I am not connected to a land-line in any way - only connected via satellite - so, it’s my understanding, I should be unable to order “on demand” movies using a remote.

Is there a DirecTv glitch of some sort that allows free viewing of on demand movies?? On the one hand, I don’t want something for nothing, but on the other hand, if there is a loophole in their system which allows me to watch movies for free, then that is not my fault and it needs to be fixed.

Thoughts, please.


----------



## MarkG21 (Jan 4, 2010)

A few years back, I ordered a few movies from my receiver and wasn't charged. When I upgraded and sent the receiver back, I was then charged. 

Look in your purchases menu on your receiver. If the movies show up, you'll eventually get billed for them.


----------



## Manctech (Jul 5, 2010)

MarkG21 said:


> A few years back, I ordered a few movies from my receiver and wasn't charged. When I upgraded and sent the receiver back, I was then charged.
> 
> Look in your purchases menu on your receiver.
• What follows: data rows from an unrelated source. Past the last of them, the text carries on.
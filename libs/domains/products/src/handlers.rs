use axum::{Json, Router, extract::State, routing::get};
use axum_helpers::{
    IdQuery, OptionalJson,
    errors::responses::{BadRequestResponse, InternalServerErrorResponse, NotFoundResponse},
};
use std::sync::Arc;
use utoipa::OpenApi;

use crate::entity;
use crate::error::ProductResult;
use crate::models::{
    CreateProduct, CreateProductResponse, GetProductResponse, ListProductsResponse, Product,
};
use crate::repository::ProductRepository;
use crate::service::ProductService;

/// OpenAPI documentation for Products API
#[derive(OpenApi)]
#[openapi(
    paths(create_product, get_product, list_products),
    components(
        schemas(
            Product,
            CreateProduct,
            CreateProductResponse,
            GetProductResponse,
            ListProductsResponse
        ),
        responses(BadRequestResponse, NotFoundResponse, InternalServerErrorResponse)
    ),
    tags(
        (name = entity::Model::TAG, description = "Product catalog endpoints")
    )
)]
pub struct ApiDoc;

/// Product routes, to be nested under `/product`
pub fn router<R: ProductRepository + 'static>(service: ProductService<R>) -> Router {
    let shared_service = Arc::new(service);

    Router::new()
        .route("/", get(get_product).post(create_product))
        .route("/all", get(list_products))
        .with_state(shared_service)
}

/// Create a product
#[utoipa::path(
    post,
    path = "",
    tag = entity::Model::TAG,
    request_body = CreateProduct,
    responses(
        (status = 200, description = "Product created", body = CreateProductResponse),
        (status = 400, response = BadRequestResponse),
        (status = 500, response = InternalServerErrorResponse)
    )
)]
async fn create_product<R: ProductRepository>(
    State(service): State<Arc<ProductService<R>>>,
    OptionalJson(input): OptionalJson<CreateProduct>,
) -> ProductResult<Json<CreateProductResponse>> {
    let product = service.create_product(input).await?;
    Ok(Json(CreateProductResponse { data: product }))
}

/// Get a product by id
#[utoipa::path(
    get,
    path = "",
    tag = entity::Model::TAG,
    params(
        ("id" = Option<i32>, Query, description = "Product id")
    ),
    responses(
        (status = 200, description = "Product found", body = GetProductResponse),
        (status = 400, response = BadRequestResponse),
        (status = 404, response = NotFoundResponse),
        (status = 500, response = InternalServerErrorResponse)
    )
)]
async fn get_product<R: ProductRepository>(
    State(service): State<Arc<ProductService<R>>>,
    IdQuery(id): IdQuery,
) -> ProductResult<Json<GetProductResponse>> {
    let product = service.get_product(id).await?;
    Ok(Json(GetProductResponse { product }))
}

/// List every product
#[utoipa::path(
    get,
    path = "/all",
    tag = entity::Model::TAG,
    responses(
        (status = 200, description = "All products", body = ListProductsResponse),
        (status = 500, response = InternalServerErrorResponse)
    )
)]
async fn list_products<R: ProductRepository>(
    State(service): State<Arc<ProductService<R>>>,
) -> ProductResult<Json<ListProductsResponse>> {
    let products = service.get_products().await?;
    Ok(Json(ListProductsResponse { products }))
}
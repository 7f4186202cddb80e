//! JSON body extractor that tolerates an absent body.

use crate::errors::AppError;
use axum::{
    body::Bytes,
    extract::{FromRequest, Request},
};
use serde::de::DeserializeOwned;

/// JSON body that may be missing.
///
/// An empty (or whitespace-only) body and a literal `null` both extract as
/// `None`. A body that is present but does not deserialize into `T` is
/// rejected with [`AppError::InvalidJson`].
///
/// # Example
/// ```ignore
/// async fn create(OptionalJson(input): OptionalJson<CreateProduct>) -> impl IntoResponse {
///     service.create_product(input).await
/// }
/// ```
#[derive(Debug, Clone, PartialEq)]
pub struct OptionalJson<T>(pub Option<T>);

impl<T, S> FromRequest<S> for OptionalJson<T>
where
    T: DeserializeOwned,
    S: Send + Sync,
{
    type Rejection = AppError;

    async fn from_request(req: Request, state: &S) -> Result<Self, Self::Rejection> {
        let bytes = Bytes::from_request(req, state)
            .await
            .map_err(|rejection| AppError::InvalidJson(rejection.body_text()))?;

        Self::from_bytes(&bytes)
    }
}

impl<T: DeserializeOwned> OptionalJson<T> {
    fn from_bytes(bytes: &[u8]) -> Result<Self, AppError> {
        if bytes.iter().all(u8::is_ascii_whitespace) {
            return Ok(OptionalJson(None));
        }

        serde_json::from_slice::<Option<T>>(bytes)
            .map(OptionalJson)
            .map_err(|e| AppError::InvalidJson(e.to_string()))
    }
}
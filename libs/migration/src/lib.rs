pub use sea_orm_migration::prelude::*;

mod m20250301_000000_create_categories;
mod m20250301_000001_create_products;

pub struct Migrator;

#[async_trait::async_trait]
impl MigratorTrait for Migrator {
    fn migrations() -> Vec<Box<dyn MigrationTrait>> {
        vec![
            Box::new(m20250301_000000_create_categories::Migration),
            Box::new(m20250301_000001_create_products::Migration),
        ]
    }
}
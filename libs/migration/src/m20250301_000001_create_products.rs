use sea_orm_migration::{prelude::*, schema::*};

use crate::m20250301_000000_create_categories::Categories;

#[derive(DeriveMigrationName)]
pub struct Migration;

#[async_trait::async_trait]
impl MigrationTrait for Migration {
    async fn up(&self, manager: &SchemaManager) -> Result<(), DbErr> {
        manager
            .create_table(
                Table::create()
                    .table(Products::Table)
                    .if_not_exists()
                    .col(pk_auto(Products::Id))
                    .col(string(Products::Name))
                    .col(text(Products::Description).default(""))
                    .col(double(Products::Price).default(0.0))
                    .col(integer(Products::StockCount).default(0))
                    .col(string(Products::Image).default(""))
                    .col(integer_null(Products::CategoryId))
                    // Deleting categories is not exposed, so no ON DELETE action
                    .foreign_key(
                        ForeignKey::create()
                            .name("fk_products_category_id")
                            .from(Products::Table, Products::CategoryId)
                            .to(Categories::Table, Categories::Id),
                    )
                    .to_owned(),
            )
            .await?;

        manager
            .create_index(
                Index::create()
                    .name("idx_products_category_id")
                    .table(Products::Table)
                    .col(Products::CategoryId)
                    .to_owned(),
            )
            .await?;

        Ok(())
    }

    async fn down(&self, manager: &SchemaManager) -> Result<(), DbErr> {
        manager
            .drop_table(Table::drop().table(Products::Table).to_owned())
            .await
    }
}

#[derive(DeriveIden)]
enum Products {
    Table,
    Id,
    Name,
    Description,
    Price,
    StockCount,
    Image,
    CategoryId,
}
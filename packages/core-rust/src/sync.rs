//! Blocking adapters over the asynchronous wrappers.
//!
//! Each adapter spawns the operation on a tokio runtime and parks the
//! calling thread on the join handle until the result arrives. The runtime
//! is either a dedicated one-worker runtime owned by the adapter or an
//! existing one reached through a [`Handle`].
//!
//! Adapters must be called from plain threads. Blocking a thread that is
//! itself driving the target runtime would stall that runtime.

use std::future::Future;
use std::sync::Arc;

use tokio::runtime::{Builder, Handle, Runtime};

use crate::error::{StorageError, StorageResult};
use crate::storage::{ReadOnlyStorage, Storage, WriteOnlyStorage};
use crate::traits::{StorageKey, StorageValue};

const SYNC_SUFFIX: &str = "-sync";

/// Dedicated runtime that shuts down without blocking when the last adapter
/// sharing it is dropped, even from inside an async context.
struct OwnedRuntime(Option<Runtime>);

impl Drop for OwnedRuntime {
    fn drop(&mut self) {
        if let Some(runtime) = self.0.take() {
            runtime.shutdown_background();
        }
    }
}

#[derive(Clone)]
enum Executor {
    Owned {
        handle: Handle,
        _runtime: Arc<OwnedRuntime>,
    },
    Shared(Handle),
}

impl Executor {
    fn dedicated() -> StorageResult<Self> {
        let runtime = Builder::new_multi_thread()
            .worker_threads(1)
            .thread_name("shoal-sync")
            .enable_all()
            .build()?;
        Ok(Self::Owned {
            handle: runtime.handle().clone(),
            _runtime: Arc::new(OwnedRuntime(Some(runtime))),
        })
    }

    fn handle(&self) -> &Handle {
        match self {
            Self::Owned { handle, .. } | Self::Shared(handle) => handle,
        }
    }

    fn run<T, F>(&self, operation: F) -> StorageResult<T>
    where
        T: Send + 'static,
        F: Future<Output = StorageResult<T>> + Send + 'static,
    {
        let joined = self.handle().spawn(operation);
        futures_executor::block_on(joined).map_err(StorageError::backend)?
    }
}

impl std::fmt::Debug for Executor {
    fn fmt(&self, f: &mut std::fmt::Formatter<'_>) -> std::fmt::Result {
        match self {
            Self::Owned { .. } => f.write_str("Owned"),
            Self::Shared(_) => f.write_str("Shared"),
        }
    }
}

/// Blocking read-only storage.
#[derive(Debug, Clone)]
pub struct ReadOnlySyncStorage<K, V> {
    name: String,
    storage: ReadOnlyStorage<K, V>,
    executor: Executor,
}

impl<K: StorageKey, V: StorageValue> ReadOnlySyncStorage<K, V> {
    #[must_use]
    pub fn name(&self) -> &str {
        &self.name
    }

    /// Retrieves the value for `key`, blocking until it arrives.
    ///
    /// # Errors
    ///
    /// Returns the error of the underlying storage, or a backend error when
    /// the spawned operation panicked or its runtime shut down.
    pub fn retrieve(&self, key: K) -> StorageResult<V> {
        self.executor.run(self.storage.retrieve(key))
    }
}

impl<V: StorageValue> ReadOnlySyncStorage<(), V> {
    /// Retrieves the value of a single-key storage.
    ///
    /// # Errors
    ///
    /// See [`retrieve`](Self::retrieve).
    pub fn retrieve_single(&self) -> StorageResult<V> {
        self.retrieve(())
    }
}

/// Blocking write-only storage.
#[derive(Debug, Clone)]
pub struct WriteOnlySyncStorage<K, V> {
    name: String,
    storage: WriteOnlyStorage<K, V>,
    executor: Executor,
}

impl<K: StorageKey, V: StorageValue> WriteOnlySyncStorage<K, V> {
    #[must_use]
    pub fn name(&self) -> &str {
        &self.name
    }

    /// Stores `value` for `key`, blocking until the write completes.
    ///
    /// # Errors
    ///
    /// Returns the error of the underlying storage, or a backend error when
    /// the spawned operation panicked or its runtime shut down.
    pub fn set(&self, value: V, key: K) -> StorageResult<()> {
        self.executor.run(self.storage.set(value, key))
    }
}

impl<V: StorageValue> WriteOnlySyncStorage<(), V> {
    /// Stores the value of a single-key storage.
    ///
    /// # Errors
    ///
    /// See [`set`](Self::set).
    pub fn set_single(&self, value: V) -> StorageResult<()> {
        self.set(value, ())
    }
}

/// Blocking read-write storage.
#[derive(Debug, Clone)]
pub struct SyncStorage<K, V> {
    name: String,
    storage: Storage<K, V>,
    executor: Executor,
}

impl<K: StorageKey, V: StorageValue> SyncStorage<K, V> {
    #[must_use]
    pub fn name(&self) -> &str {
        &self.name
    }

    /// Retrieves the value for `key`, blocking until it arrives.
    ///
    /// # Errors
    ///
    /// Returns the error of the underlying storage, or a backend error when
    /// the spawned operation panicked or its runtime shut down.
    pub fn retrieve(&self, key: K) -> StorageResult<V> {
        self.executor.run(self.storage.retrieve(key))
    }

    /// Stores `value` for `key`, blocking until the write completes.
    ///
    /// # Errors
    ///
    /// Returns the error of the underlying storage, or a backend error when
    /// the spawned operation panicked or its runtime shut down.
    pub fn set(&self, value: V, key: K) -> StorageResult<()> {
        self.executor.run(self.storage.set(value, key))
    }

    /// The blocking read half, sharing this adapter's runtime.
    #[must_use]
    pub fn as_read_only(&self) -> ReadOnlySyncStorage<K, V> {
        ReadOnlySyncStorage {
            name: self.name.clone(),
            storage: self.storage.as_read_only(),
            executor: self.executor.clone(),
        }
    }

    /// The blocking write half, sharing this adapter's runtime.
    #[must_use]
    pub fn as_write_only(&self) -> WriteOnlySyncStorage<K, V> {
        WriteOnlySyncStorage {
            name: self.name.clone(),
            storage: self.storage.as_write_only(),
            executor: self.executor.clone(),
        }
    }
}

impl<V: StorageValue> SyncStorage<(), V> {
    /// Retrieves the value of a single-key storage.
    ///
    /// # Errors
    ///
    /// See [`retrieve`](Self::retrieve).
    pub fn retrieve_single(&self) -> StorageResult<V> {
        self.retrieve(())
    }

    /// Stores the value of a single-key storage.
    ///
    /// # Errors
    ///
    /// See [`set`](Self::set).
    pub fn set_single(&self, value: V) -> StorageResult<()> {
        self.set(value, ())
    }
}

fn sync_name(name: &str) -> String {
    format!("{name}{SYNC_SUFFIX}")
}

impl<K: StorageKey, V: StorageValue> ReadOnlyStorage<K, V> {
    /// Blocking adapter on a dedicated one-worker runtime.
    ///
    /// # Errors
    ///
    /// Fails with [`StorageError::Io`] when the runtime cannot be started.
    pub fn make_sync_storage(self) -> StorageResult<ReadOnlySyncStorage<K, V>> {
        Ok(self.sync_on(Executor::dedicated()?))
    }

    /// Blocking adapter spawning onto the runtime behind `handle`.
    #[must_use]
    pub fn make_sync_storage_on(self, handle: Handle) -> ReadOnlySyncStorage<K, V> {
        self.sync_on(Executor::Shared(handle))
    }

    fn sync_on(self, executor: Executor) -> ReadOnlySyncStorage<K, V> {
        ReadOnlySyncStorage {
            name: sync_name(self.name()),
            storage: self,
            executor,
        }
    }
}

impl<K: StorageKey, V: StorageValue> WriteOnlyStorage<K, V> {
    /// Blocking adapter on a dedicated one-worker runtime.
    ///
    /// # Errors
    ///
    /// Fails with [`StorageError::Io`] when the runtime cannot be started.
    pub fn make_sync_storage(self) -> StorageResult<WriteOnlySyncStorage<K, V>> {
        Ok(self.sync_on(Executor::dedicated()?))
    }

    /// Blocking adapter spawning onto the runtime behind `handle`.
    #[must_use]
    pub fn make_sync_storage_on(self, handle: Handle) -> WriteOnlySyncStorage<K, V> {
        self.sync_on(Executor::Shared(handle))
    }

    fn sync_on(self, executor: Executor) -> WriteOnlySyncStorage<K, V> {
        WriteOnlySyncStorage {
            name: sync_name(self.name()),
            storage: self,
            executor,
        }
    }
}

impl<K: StorageKey, V: StorageValue> Storage<K, V> {
    /// Blocking adapter on a dedicated one-worker runtime.
    ///
    /// # Errors
    ///
    /// Fails with [`StorageError::Io`] when the runtime cannot be started.
    pub fn make_sync_storage(self) -> StorageResult<SyncStorage<K, V>> {
        Ok(self.sync_on(Executor::dedicated()?))
    }

    /// Blocking adapter spawning onto the runtime behind `handle`.
    #[must_use]
    pub fn make_sync_storage_on(self, handle: Handle) -> SyncStorage<K, V> {
        self.sync_on(Executor::Shared(handle))
    }

    fn sync_on(self, executor: Executor) -> SyncStorage<K, V> {
        SyncStorage {
            name: sync_name(self.name()),
            storage: self,
            executor,
        }
    }
}
//! Serializable strategy settings for composed storages.

use serde::{Deserialize, Serialize};

use crate::composition::{PullStrategy, SetStrategy};
use crate::logging;
use crate::zip::ZipStrategy;

/// Strategy bundle for composing storages.
///
/// Every field has a default, so a partial document (or an empty one)
/// deserializes into a usable configuration.
#[derive(Debug, Clone, Copy, PartialEq, Eq, Default, Serialize, Deserialize)]
#[serde(default)]
pub struct CombinationConfig {
    /// When a back-tier hit is copied into the front tier.
    pub pull_strategy: PullStrategy,
    /// Which tiers a write reaches, and in which order.
    pub set_strategy: SetStrategy,
    /// How zipped completions are paired.
    pub zip_strategy: ZipStrategy,
    /// Whether combinator decisions are traced.
    pub verbose: bool,
}

impl CombinationConfig {
    /// Applies [`verbose`](Self::verbose) to the process-wide trace switch.
    pub fn install_verbose(&self) {
        logging::set_verbose(self.verbose);
    }
}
If the movies show up, you'll eventually get billed for them.


Your situation was you probably did not have a phone line hooked up and the orders were never sent back to D*. After you upgraded and the receiver was sent back, the information was retrieved from the access card (where ppv orders are saved)

As for not being charged for "On Demand" stuff thats different. Unless you mean the 1080P CINE movies. Those are PPV and work the same, sent back over the phone line.

On demand comes through over the internet which can send order information back.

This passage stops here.